Task statement ▸
Could you filter the data below down to the lines that hold the word "only"?

Collected data
----

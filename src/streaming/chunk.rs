//! Chunk data: a dense byte grid plus attached objects and lifecycle flags

use std::sync::{Arc, PoisonError, RwLock, RwLockReadGuard, RwLockWriteGuard};

use crate::core::{Error, Result};
use crate::streaming::codec::MAX_KIND_LEN;
use crate::streaming::coord::ChunkCoord;
use crate::streaming::external::{GeometryHandle, ShapeHandle};
use crate::streaming::objects::AttachedObject;

/// Semantic slots of the Y axis for flat (tile) chunks.
///
/// Tile chunks overload Y as a layer axis; a chunk needs at least
/// [`layer::COUNT`] layers for the object and explored slots to be used.
pub mod layer {
    /// Surface (ground) type
    pub const SURFACE: usize = 0;
    /// Overlay type drawn above the surface (roads, decals, ...)
    pub const OVERLAY: usize = 1;
    /// Bitmask of same-type neighbors, maintained by the mesher side
    pub const NEIGHBOR_MASK: usize = 2;
    /// Non-zero once the cell has been discovered
    pub const EXPLORED: usize = 3;
    /// Low byte of the attached-object address
    pub const OBJECT_LO: usize = 4;
    /// High byte of the attached-object address
    pub const OBJECT_HI: usize = 5;
    /// Number of semantic slots
    pub const COUNT: usize = 6;
}

/// Value returned for reads outside the grid or before dimensioning
pub const NO_DATA: u8 = 0;

/// A chunk shared between its region, the active set and in-flight jobs
pub type SharedChunk = Arc<RwLock<ChunkData>>;

/// Wrap a chunk for sharing
pub fn share(chunk: ChunkData) -> SharedChunk {
    Arc::new(RwLock::new(chunk))
}

/// Read-lock a shared chunk. A poisoned lock still yields the data.
pub fn read_chunk(chunk: &SharedChunk) -> RwLockReadGuard<'_, ChunkData> {
    chunk.read().unwrap_or_else(PoisonError::into_inner)
}

/// Write-lock a shared chunk. A poisoned lock still yields the data.
pub fn write_chunk(chunk: &SharedChunk) -> RwLockWriteGuard<'_, ChunkData> {
    chunk.write().unwrap_or_else(PoisonError::into_inner)
}

/// One chunk of world data
#[derive(Debug)]
pub struct ChunkData {
    coord: ChunkCoord,
    dims: Option<[usize; 3]>,
    data: Vec<u8>,
    objects: Vec<AttachedObject>,
    /// Next object address to hand out (0 is "no object")
    next_address: u32,

    /// Participating in the live world
    pub active: bool,
    /// Kept only as a sampling neighbor; never rebuilt
    pub restricted: bool,
    /// Data came from the archive or a generator
    pub loaded: bool,
    /// No non-zero cell has been written
    pub empty: bool,
    /// Render geometry matches the data
    pub updated: bool,
    pub needs_mesh_update: bool,
    pub needs_object_update: bool,
    /// At least one cell has been discovered
    pub explored: bool,

    /// Distance from the last viewpoint, world units
    pub distance: f32,
    /// Level of detail derived from `distance`
    pub lod: u32,
    /// Installed render geometry
    pub geometry: Option<GeometryHandle>,
    /// Installed collision proxy
    pub shape: Option<ShapeHandle>,
}

impl ChunkData {
    /// Create an undimensioned, empty chunk
    pub fn new(coord: ChunkCoord) -> Self {
        Self {
            coord,
            dims: None,
            data: Vec::new(),
            objects: Vec::new(),
            next_address: 1,
            active: false,
            restricted: false,
            loaded: false,
            empty: true,
            updated: false,
            needs_mesh_update: false,
            needs_object_update: false,
            explored: false,
            distance: f32::MAX,
            lod: 0,
            geometry: None,
            shape: None,
        }
    }

    /// Create and dimension in one step
    pub fn with_dims(coord: ChunkCoord, dims: [usize; 3]) -> Result<Self> {
        let mut chunk = Self::new(coord);
        chunk.set_dimensions(dims)?;
        Ok(chunk)
    }

    pub fn coord(&self) -> ChunkCoord {
        self.coord
    }

    pub fn dims(&self) -> Option<[usize; 3]> {
        self.dims
    }

    pub fn is_dimensioned(&self) -> bool {
        self.dims.is_some()
    }

    /// Set the grid extent. Allowed exactly once per chunk.
    pub fn set_dimensions(&mut self, dims: [usize; 3]) -> Result<()> {
        if let Some(existing) = self.dims {
            return Err(Error::Dimensions(format!(
                "chunk {} already dimensioned as {:?}",
                self.coord, existing
            )));
        }
        if dims.iter().any(|&d| d == 0) {
            return Err(Error::Dimensions(format!(
                "chunk {} given zero extent {:?}",
                self.coord, dims
            )));
        }
        self.dims = Some(dims);
        self.data = vec![NO_DATA; dims[0] * dims[1] * dims[2]];
        Ok(())
    }

    /// Raw cell bytes, x-fastest then z then y
    pub fn data(&self) -> &[u8] {
        &self.data
    }

    /// Whether Y is wide enough to carry the semantic layer slots
    pub fn has_layers(&self) -> bool {
        matches!(self.dims, Some([_, y, _]) if y >= layer::COUNT)
    }

    fn index(&self, x: i32, y: i32, z: i32) -> Option<usize> {
        let [sx, sy, sz] = self.dims?;
        if x < 0 || y < 0 || z < 0 {
            return None;
        }
        let (x, y, z) = (x as usize, y as usize, z as usize);
        if x >= sx || y >= sy || z >= sz {
            return None;
        }
        Some(x + z * sx + y * sx * sz)
    }

    /// Read a local cell. Out-of-bounds or undimensioned reads return [`NO_DATA`].
    pub fn get(&self, x: i32, y: i32, z: i32) -> u8 {
        match self.index(x, y, z) {
            Some(i) => self.data[i],
            None => NO_DATA,
        }
    }

    /// Write a local cell. Out-of-bounds writes are dropped.
    ///
    /// Returns true if the stored value changed. A change marks the chunk for a
    /// mesh rebuild; a non-zero write clears `empty` for good.
    pub fn set(&mut self, x: i32, y: i32, z: i32, value: u8) -> bool {
        let Some(i) = self.index(x, y, z) else {
            return false;
        };
        if self.data[i] == value {
            return false;
        }
        self.data[i] = value;
        if value != NO_DATA {
            self.empty = false;
        }
        self.mark_dirty();
        true
    }

    /// Read one semantic slot of a tile column
    pub fn get_layer(&self, x: i32, z: i32, slot: usize) -> u8 {
        self.get(x, slot as i32, z)
    }

    /// Write one semantic slot of a tile column
    pub fn set_layer(&mut self, x: i32, z: i32, slot: usize, value: u8) -> bool {
        self.set(x, slot as i32, z, value)
    }

    /// Request a mesh rebuild
    pub fn mark_dirty(&mut self) {
        self.needs_mesh_update = true;
        self.updated = false;
    }

    /// Mark a tile cell as discovered
    pub fn mark_explored(&mut self, x: i32, z: i32) {
        if self.has_layers() && self.set_layer(x, z, layer::EXPLORED, 1) {
            self.explored = true;
        }
    }

    /// Recompute `empty` from the grid, as on a full reload
    pub fn recompute_empty(&mut self) {
        self.empty = self.data.iter().all(|&b| b == NO_DATA);
    }

    /// Copy of the grid for off-thread readers
    pub fn snapshot(&self) -> ChunkSnapshot {
        ChunkSnapshot {
            coord: self.coord,
            dims: self.dims.unwrap_or([0, 0, 0]),
            data: Arc::from(self.data.as_slice()),
        }
    }

    // --- Objects ---

    pub fn objects(&self) -> &[AttachedObject] {
        &self.objects
    }

    pub fn objects_mut(&mut self) -> &mut [AttachedObject] {
        &mut self.objects
    }

    pub fn object(&self, id: u64) -> Option<&AttachedObject> {
        self.objects.iter().find(|o| o.id == id)
    }

    /// Attach an object at tile column (x, z).
    ///
    /// The object gets the next per-chunk address; on tile chunks the address
    /// is written into the `OBJECT_LO`/`OBJECT_HI` slots of that column.
    /// Addresses are never reclaimed, so a chunk holds at most 65535 objects
    /// over its lifetime. Kind names longer than [`MAX_KIND_LEN`] bytes are
    /// rejected since they cannot be persisted.
    pub fn attach_object(&mut self, x: i32, z: i32, mut object: AttachedObject) -> Result<u16> {
        if object.kind.len() > MAX_KIND_LEN {
            return Err(Error::Codec(format!(
                "object {} kind is {} bytes, limit is {}",
                object.id,
                object.kind.len(),
                MAX_KIND_LEN
            )));
        }
        if self.next_address > u16::MAX as u32 {
            return Err(Error::AddressSpace(self.coord));
        }
        let address = self.next_address as u16;
        self.next_address += 1;
        object.address = address;
        object.visual = None;

        if self.has_layers() {
            let [lo, hi] = address.to_le_bytes();
            self.set_layer(x, z, layer::OBJECT_LO, lo);
            self.set_layer(x, z, layer::OBJECT_HI, hi);
        }

        self.objects.push(object);
        self.needs_object_update = true;
        Ok(address)
    }

    /// Remove an object by id, clearing its address cells
    pub fn detach_object(&mut self, id: u64) -> Option<AttachedObject> {
        let pos = self.objects.iter().position(|o| o.id == id)?;
        let object = self.objects.remove(pos);
        if self.has_layers() {
            let [sx, _, sz] = self.dims.unwrap_or([0, 0, 0]);
            for z in 0..sz as i32 {
                for x in 0..sx as i32 {
                    if self.object_address_at(x, z) == Some(object.address) {
                        self.set_layer(x, z, layer::OBJECT_LO, 0);
                        self.set_layer(x, z, layer::OBJECT_HI, 0);
                    }
                }
            }
        }
        self.needs_object_update = true;
        Some(object)
    }

    fn object_address_at(&self, x: i32, z: i32) -> Option<u16> {
        let lo = self.get_layer(x, z, layer::OBJECT_LO);
        let hi = self.get_layer(x, z, layer::OBJECT_HI);
        let address = u16::from_le_bytes([lo, hi]);
        (address != 0).then_some(address)
    }

    /// Object whose address is stored in tile column (x, z)
    pub fn object_at(&self, x: i32, z: i32) -> Option<&AttachedObject> {
        if !self.has_layers() {
            return None;
        }
        let address = self.object_address_at(x, z)?;
        self.objects.iter().find(|o| o.address == address)
    }

    // --- Persistence support ---

    /// Next address that `attach_object` will assign
    pub fn next_address(&self) -> u32 {
        self.next_address
    }

    /// Rebuild a chunk from decoded parts. Used by the codec.
    pub(crate) fn from_parts(
        coord: ChunkCoord,
        dims: [usize; 3],
        data: Vec<u8>,
        objects: Vec<AttachedObject>,
        explored: bool,
    ) -> Self {
        let next_address = objects
            .iter()
            .map(|o| o.address as u32 + 1)
            .max()
            .unwrap_or(1);
        let mut chunk = Self::new(coord);
        chunk.dims = Some(dims);
        chunk.data = data;
        chunk.objects = objects;
        chunk.next_address = next_address;
        chunk.explored = explored;
        chunk.recompute_empty();
        chunk
    }

    /// Take over the persistent contents of `decoded`, as after a reload.
    ///
    /// Runtime flags are reset so the chunk is rebuilt and its objects prepared.
    pub fn replace_contents(&mut self, decoded: ChunkData) {
        self.dims = decoded.dims;
        self.data = decoded.data;
        self.objects = decoded.objects;
        self.next_address = decoded.next_address;
        self.explored = decoded.explored;
        self.recompute_empty();
        self.loaded = true;
        self.mark_dirty();
        self.needs_object_update = !self.objects.is_empty();
    }
}

impl PartialEq for ChunkData {
    /// Persistent contents only; runtime flags and handles are ignored.
    fn eq(&self, other: &Self) -> bool {
        self.coord == other.coord
            && self.dims == other.dims
            && self.data == other.data
            && self.objects == other.objects
            && self.empty == other.empty
            && self.explored == other.explored
    }
}

/// Immutable copy of a chunk's grid handed to worker jobs
#[derive(Clone, Debug)]
pub struct ChunkSnapshot {
    pub coord: ChunkCoord,
    pub dims: [usize; 3],
    pub data: Arc<[u8]>,
}

impl ChunkSnapshot {
    /// Read a local cell, [`NO_DATA`] out of bounds
    pub fn get(&self, x: i32, y: i32, z: i32) -> u8 {
        let [sx, sy, sz] = self.dims;
        if x < 0 || y < 0 || z < 0 {
            return NO_DATA;
        }
        let (x, y, z) = (x as usize, y as usize, z as usize);
        if x >= sx || y >= sy || z >= sz {
            return NO_DATA;
        }
        self.data[x + z * sx + y * sx * sz]
    }

    pub fn is_empty(&self) -> bool {
        self.data.iter().all(|&b| b == NO_DATA)
    }
}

----

Answer space ▸
    /// Kept only as a sampling neighbor; never rebuilt
    /// Persistent contents only; runtime flags and handles are ignored.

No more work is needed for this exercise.